Here, a seven-mile route identified for wall construction is made up of 76 parcels that belong to private property owners, according to a contract document published by the state. The state so far has secured land agreements for a little more than half of those parcels, from 12 individual landowners.
Of those who haven’t struck deals, five landowners interviewed by the Tribune gave various reasons for their resistance. They worry the wall would devalue their land or limit their river access for livestock. Some are simply holding out for more money.
Raul and Maria Gaona own 7 acres on Vega Verde Road that slope gently toward the Rio Grande. In 1977, Raul’s grandfather bought a large parcel along the riverbank northwest of Del Rio and divided it among five daughters. Raul, 44, recalls a childhood spent outdoors playing with cousins among grazing livestock and fruit trees. He and Maria, 42, want to leave their property to their four children, now adults.
The state wants to build the wall less than 90 yards from the Gaonas’ back door. An access road, which police could use at any time, would close that distance further. Flood lights would illuminate the wall each night. To use a 350-foot strip of the couple’s land, the state has offered the Gaonas $9,000. They said no.
For Raul and Maria, the wall would shatter the tranquility they cherish in this place. Raul likes to sip whiskey in the porch hammock and listen to music drift over from parties on the Mexican bank. He can still watch the sun set over the ridge, behind the maquiladoras in Coahuila, but in the foreground, unavoidable, is the glint of the razor wire the state strung along the road. Maria treasures coming home to her rabbits and chickens after a long day at working as a payment clerk. She dreams of raising honeybees and miniature cows, eventually a menagerie large enough to open a petting zoo.
For them, the reality of living on the border does not match the rhetoric of politicians like Abbott, who they say unfairly cast the whole border region as dangerous. Walls and razor wire add to that stagecraft, Raul said.

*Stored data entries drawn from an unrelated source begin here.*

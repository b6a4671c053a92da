//! Error reporting: exceptions as completion values, stack traces,
//! compile-time rejections

use pretty_assertions::assert_eq;

use super::helpers::{compile, compile_with, expect_exception};
use crate::error::CompileErrorKind;
use crate::program::Program;
use crate::snapshot::Progress;
use crate::value::{ExcKind, Value};

#[test]
fn unhandled_exception_completes_with_exception_value() {
    let progress = compile("throw ValueError(\"bad\")").start(vec![]).unwrap();
    let (kind, message) = expect_exception(progress);
    assert_eq!(kind, ExcKind::ValueError);
    assert_eq!(message, "bad");
}

#[test]
fn runtime_errors_complete_instead_of_failing_the_call() {
    // An engine call only fails for usage errors; program faults are
    // ordinary completions carrying exception values.
    let progress = compile("[1][5]").start(vec![]).unwrap();
    let (kind, _) = expect_exception(progress);
    assert_eq!(kind, ExcKind::IndexError);
}

#[test]
fn trace_names_the_call_chain() {
    let source = r#"
        fn inner() {
            throw RuntimeError("deep")
        }
        fn outer() {
            return inner()
        }
        outer()
    "#;
    let progress = compile(source).start(vec![]).unwrap();
    let Progress::Complete(Value::Exception(exc)) = progress else {
        panic!("expected exception completion");
    };
    let functions: Vec<&str> = exc.trace.iter().map(|f| f.function.as_str()).collect();
    assert_eq!(functions, vec!["<module>", "outer", "inner"]);
    // The innermost frame points at the throw statement.
    assert_eq!(exc.trace.last().unwrap().line, 3);
}

#[test]
fn recursion_depth_is_bounded() {
    let source = r#"
        fn spin(n) {
            return spin(n + 1)
        }
        spin(0)
    "#;
    let progress = compile(source).start(vec![]).unwrap();
    let (kind, _) = expect_exception(progress);
    assert_eq!(kind, ExcKind::RecursionError);
}

#[test]
fn undefined_name_is_a_compile_error() {
    let err = Program::compile("nope + 1", "test.cd", vec![], vec![]).unwrap_err();
    assert_eq!(err.kind, CompileErrorKind::Name);
}

#[test]
fn undefined_function_is_a_compile_error() {
    let err = Program::compile("mystery()", "test.cd", vec![], vec![]).unwrap_err();
    assert_eq!(err.kind, CompileErrorKind::Name);
}

#[test]
fn break_outside_loop_is_rejected() {
    let err = Program::compile("break", "test.cd", vec![], vec![]).unwrap_err();
    assert_eq!(err.kind, CompileErrorKind::Syntax);
}

#[test]
fn return_outside_function_is_rejected() {
    let err = Program::compile("return 1", "test.cd", vec![], vec![]).unwrap_err();
    assert_eq!(err.kind, CompileErrorKind::Syntax);
}

#[test]
fn nested_function_definitions_are_rejected() {
    let source = r#"
        fn outer() {
            fn inner() {
            }
        }
    "#;
    let err = Program::compile(source, "test.cd", vec![], vec![]).unwrap_err();
    assert_eq!(err.kind, CompileErrorKind::Unsupported);
}

#[test]
fn duplicate_function_names_are_rejected() {
    let source = "fn f() {}\nfn f() {}";
    let err = Program::compile(source, "test.cd", vec![], vec![]).unwrap_err();
    assert_eq!(err.kind, CompileErrorKind::Name);
}

#[test]
fn assignment_to_undefined_name_is_rejected() {
    let err = Program::compile("x = 1", "test.cd", vec![], vec![]).unwrap_err();
    assert_eq!(err.kind, CompileErrorKind::Name);
}

#[test]
fn syntax_error_carries_a_location() {
    let err = Program::compile("let = 3", "test.cd", vec![], vec![]).unwrap_err();
    assert_eq!(err.kind, CompileErrorKind::Syntax);
    assert!(err.location.is_some());
}

#[test]
fn duplicate_declared_names_are_rejected() {
    let err = Program::compile(
        "x",
        "test.cd",
        vec!["x".into(), "x".into()],
        vec![],
    )
    .unwrap_err();
    assert_eq!(err.kind, CompileErrorKind::Name);
}

#[test]
fn direct_run_reports_boundaries_as_errors() {
    let program = compile_with("fetch()", &[], &["fetch"]);
    let err = program.run(vec![]).unwrap_err();
    assert_eq!(err.kind, ExcKind::RuntimeError);
    assert!(err.message.contains("fetch"));
}

#[test]
fn direct_run_returns_plain_values() {
    let program = compile("2 + 2");
    assert_eq!(program.run(vec![]).unwrap(), Value::Int(4));
}

#[test]
fn direct_run_surfaces_unhandled_exceptions() {
    let program = compile("throw ValueError(\"x\")");
    let err = program.run(vec![]).unwrap_err();
    assert_eq!(err.kind, ExcKind::ValueError);
}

“You feel like you’re in some war zone,” he said. “If they start throwing up razor wire on your property and a thousand National Guard … you’re going to feel like ‘Hell, maybe I’m not safe here.’”
The Gaonas mostly support Operation Lone Star, Abbott’s multipronged border security mission which includes building the wall, busing migrants to other cities and deploying the National Guard, among other strategies. But Raul, who works in law enforcement, thinks the wall is an ineffective deterrence strategy. A more cost-effective investment, he said, would be for the state to hire more law enforcement from local communities who can be deployed to high-crossing areas as needed.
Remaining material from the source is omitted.